On Fri, Aug 15, 2014 at 1:56 AM, Esteban Gutierrez <es...@cloudera.com>
wrote:

> If not set in hbase-site.xml both tcpnodelay and tcpkeepalive are set to
> true (thats the default behavior since 0.95/0.96)
>
> Have you noticed if the call processing times or the call queue is too
> high? How does IO look like when you do try to this random gets? are those
> gets going 100% of the time to disk or do you see in the metrics a good
> utilization of the block cache? (e.g. the hit ratio is high) if you think
> region servers are looking good, maybe double check if any of the nodes in
> the cluster has dropped the nic speed rate or make sure your client is not
> the bottleneck by itself.

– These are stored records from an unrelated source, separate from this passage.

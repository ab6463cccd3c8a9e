//! Capability registry and category dispatch.
//!
//! Capabilities are registered once at startup, in a fixed priority order,
//! and the registry is read-only afterwards. Dispatch is purely
//! extension-based: the first capability whose input set contains the
//! file's lowercase extension wins.

use std::path::{Path, PathBuf};
use std::sync::Arc;

use serde::Serialize;

use morphd_core::{Category, Error, Result};

use crate::archive::ArchiveCapability;
use crate::audio::AudioCapability;
use crate::capability::Capability;
use crate::document::DocumentCapability;
use crate::ebook::EbookCapability;
use crate::font::FontCapability;
use crate::image::ImageCapability;
use crate::presentation::PresentationCapability;

/// Lowercase extension of a path, if any.
pub fn file_extension(path: &Path) -> Option<String> {
    path.extension()
        .map(|ext| ext.to_string_lossy().to_lowercase())
}

/// Configured engine binary overrides; `None` means PATH lookup.
#[derive(Debug, Clone, Default)]
pub struct ToolOverrides {
    pub ffmpeg: Option<PathBuf>,
    pub soffice: Option<PathBuf>,
    pub pdftoppm: Option<PathBuf>,
    pub magick: Option<PathBuf>,
    pub sevenzip: Option<PathBuf>,
    pub fontforge: Option<PathBuf>,
    pub ebook_convert: Option<PathBuf>,
}

/// Supported formats of one category, for capability enumeration.
#[derive(Debug, Clone, Serialize)]
pub struct CategoryFormats {
    pub category: Category,
    pub inputs: Vec<String>,
    pub outputs: Vec<String>,
}

/// Process-wide set of converter capabilities.
pub struct CapabilityRegistry {
    capabilities: Vec<Arc<dyn Capability>>,
}

impl CapabilityRegistry {
    /// Register all capabilities in dispatch priority order: document,
    /// image, audio, archive, presentation, font, ebook.
    pub fn new(tools: ToolOverrides) -> Self {
        Self::with_capabilities(vec![
            Arc::new(DocumentCapability::new(
                tools.soffice.clone(),
                tools.pdftoppm,
            )),
            Arc::new(ImageCapability::new(tools.magick)),
            Arc::new(AudioCapability::new(tools.ffmpeg)),
            Arc::new(ArchiveCapability::new(tools.sevenzip)),
            Arc::new(PresentationCapability::new(tools.soffice)),
            Arc::new(FontCapability::new(tools.fontforge)),
            Arc::new(EbookCapability::new(tools.ebook_convert)),
        ])
    }

    /// Build a registry from an explicit capability list. The list order is
    /// the dispatch priority order.
    pub fn with_capabilities(capabilities: Vec<Arc<dyn Capability>>) -> Self {
        Self { capabilities }
    }

    /// Map a file to a category by extension. First match in registration
    /// order wins; unknown extensions yield `None`.
    pub fn detect_category(&self, path: &Path) -> Option<Category> {
        let ext = file_extension(path)?;
        self.capabilities
            .iter()
            .find(|cap| cap.supported_inputs().contains(&ext.as_str()))
            .map(|cap| cap.category())
    }

    /// The capability serving a category.
    pub fn capability_for(&self, category: Category) -> Option<Arc<dyn Capability>> {
        self.capabilities
            .iter()
            .find(|cap| cap.category() == category)
            .cloned()
    }

    /// Validate a submission: the input must map to a category and the
    /// category must be able to produce the requested output format.
    ///
    /// # Errors
    ///
    /// Returns [`Error::Validation`]; the caller must surface this at
    /// submission time and never create a job.
    pub fn validate(&self, input: &Path, output_format: &str) -> Result<Category> {
        let ext = file_extension(input).ok_or_else(|| {
            Error::validation(format!(
                "cannot detect format of {}: missing extension",
                input.display()
            ))
        })?;

        let category = self.detect_category(input).ok_or_else(|| {
            Error::validation(format!("unsupported input format '{ext}'"))
        })?;

        let capability = self
            .capability_for(category)
            .ok_or_else(|| Error::internal(format!("no capability for {category}")))?;

        let format = output_format.to_lowercase();
        if format.is_empty() {
            return Err(Error::validation("output format is required"));
        }
        if !capability.supported_outputs().contains(&format.as_str()) {
            return Err(Error::validation(format!(
                "{category} conversion cannot produce '{format}'"
            )));
        }

        Ok(category)
    }

    /// Per-category input/output extension sets.
    pub fn formats(&self) -> Vec<CategoryFormats> {
        self.capabilities
            .iter()
            .map(|cap| CategoryFormats {
                category: cap.category(),
                inputs: cap
                    .supported_inputs()
                    .iter()
                    .map(|s| s.to_string())
                    .collect(),
                outputs: cap
                    .supported_outputs()
                    .iter()
                    .map(|s| s.to_string())
                    .collect(),
            })
            .collect()
    }
}

#[cfg(test)]
mod tests {
    use super::*;

    fn registry() -> CapabilityRegistry {
        CapabilityRegistry::new(ToolOverrides::default())
    }

    #[test]
    fn detection_is_case_insensitive() {
        let reg = registry();
        assert_eq!(
            reg.detect_category(Path::new("/tmp/Report.PDF")),
            Some(Category::Document)
        );
        assert_eq!(
            reg.detect_category(Path::new("/tmp/song.MP3")),
            Some(Category::Audio)
        );
    }

    #[test]
    fn unknown_extension_yields_none() {
        let reg = registry();
        assert_eq!(reg.detect_category(Path::new("/tmp/blob.xyz")), None);
        assert_eq!(reg.detect_category(Path::new("/tmp/noext")), None);
    }

    #[test]
    fn each_category_is_dispatchable() {
        let reg = registry();
        for &category in Category::all() {
            assert!(reg.capability_for(category).is_some(), "{category} missing");
        }
    }

    #[test]
    fn validate_rejects_unknown_input() {
        let reg = registry();
        let err = reg.validate(Path::new("/tmp/blob.xyz"), "pdf").unwrap_err();
        assert!(matches!(err, Error::Validation(_)));
    }

    #[test]
    fn validate_rejects_unsupported_output() {
        let reg = registry();
        let err = reg.validate(Path::new("/tmp/a.mp3"), "pdf").unwrap_err();
        assert!(matches!(err, Error::Validation(_)));
    }

    #[test]
    fn validate_accepts_and_normalizes_case() {
        let reg = registry();
        let category = reg.validate(Path::new("/tmp/a.DOCX"), "PDF").unwrap();
        assert_eq!(category, Category::Document);
    }

    #[test]
    fn formats_cover_all_categories() {
        let reg = registry();
        let formats = reg.formats();
        assert_eq!(formats.len(), Category::all().len());
        let doc = formats
            .iter()
            .find(|f| f.category == Category::Document)
            .unwrap();
        assert!(doc.inputs.contains(&"pdf".to_string()));
        assert!(doc.outputs.contains(&"png".to_string()));
    }
}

Sometimes users change the blocksize in the
> schema for a specific CF and that also helps.
>
> cheers,
> esteban.
>
>
>
> --
> Cloudera, Inc.
>
>
>
>  On Thu, Aug 14, 2014 at 12:21 PM, Ted Yu <yu...@gmail.com> wrote:
>
> > Thomas:
> > Have you set tcpnodelay to true ?
> >
> > See http://hbase.apache.org/book.html for explanation of
> > hbase.ipc.client.tcpnodelay
> >
> > Cheers
> >
> >
> > On Thu, Aug 14, 2014 at 11:41 AM, Thomas Kwan <th...@manage.com>
> > wrote:
> >
> > > Hi Esteban,
> > >
> > > Thanks for sharing ideas.
> > >
> > > We are on Hbase 0.96 and java 1.6. I have enabled short-circuit read,
> > > and heap size is around 16G for each region server. We have about 20
> > > of them.
> > >
> > > The list of rowkeys that I need to process is about 10M. I am using
> > > batch gets already and the batch size is ~2000 gets.
> > >
> > > thomas
> > >
> > > On Thu, Aug 14, 2014 at 11:01 AM, Esteban Gutierrez
> > > <es...@cloudera.com> wrote:
> > > > Hello Thomas,
> > > >
> > > > What version of HBase are you using? sorting and grouping based on
> the
> > > > regions the rows is going to help for sure. I don't think you should
> > > focus
> > > > too much in the locality side of the problem unless your HDFS input
> set
> > > is
> > > > too large (100s or 1000s of MBs per task), otherwise it might be
> faster
> > > to
> > > > load in-memory the input dataset and do the batched calls. As
> discussed
> > > in
> > > > this mailing list recently there are too many factors that might be
> > > > involved in the performance: number of threads or tasks, size of the
> > row,
> > > > RS resources, configurations, etc. so any additional info would be
> very
> > > > helpful.
> > > >
> > > > cheers,
> > > > esteban.
> > > >
> > > >
> > > >
> > > >
> > > > --
> > > > Cloudera, Inc.
> > > >
> > > >
> > > >
> > > > On Thu, Aug 14, 2014 at 10:32 AM, Thomas Kwan <
> thomas.kwan@manage.com>
> > > > wrote:
> > > >
> > > >> Hi there
> > > >>
> > > >> I have a use-case where I need to do a read to check if a hbase
> entry
> > > >> is present, then I do a put to create the entry when it is not
> there.
> > > >>
> > > >> I have a script to get a list of rowkeys from hive and put them on a
> > > >> HDFS directory. Then I have a MR job that reads the rowkeys and do
> > > >> batch reads. I am getting around 1.5K requests per second.
> > > >>
> > > >> To attempt to make this faster, I am wondering if I can
> > > >>
> > > >> - sort and group the rowkeys based on regions
> > > >> - make the MR jobs run on regions that have the data locally
> > > >>
> > > >> Scan or TableInputFormat must have some codes to do something
> similar
> > > >> right?
> > > >>
> > > >> thanks
> > > >> thomas
> > > >>
> > >
> >
>

Re: random reads

Posted by Esteban Gutierrez <es...@cloudera.com>.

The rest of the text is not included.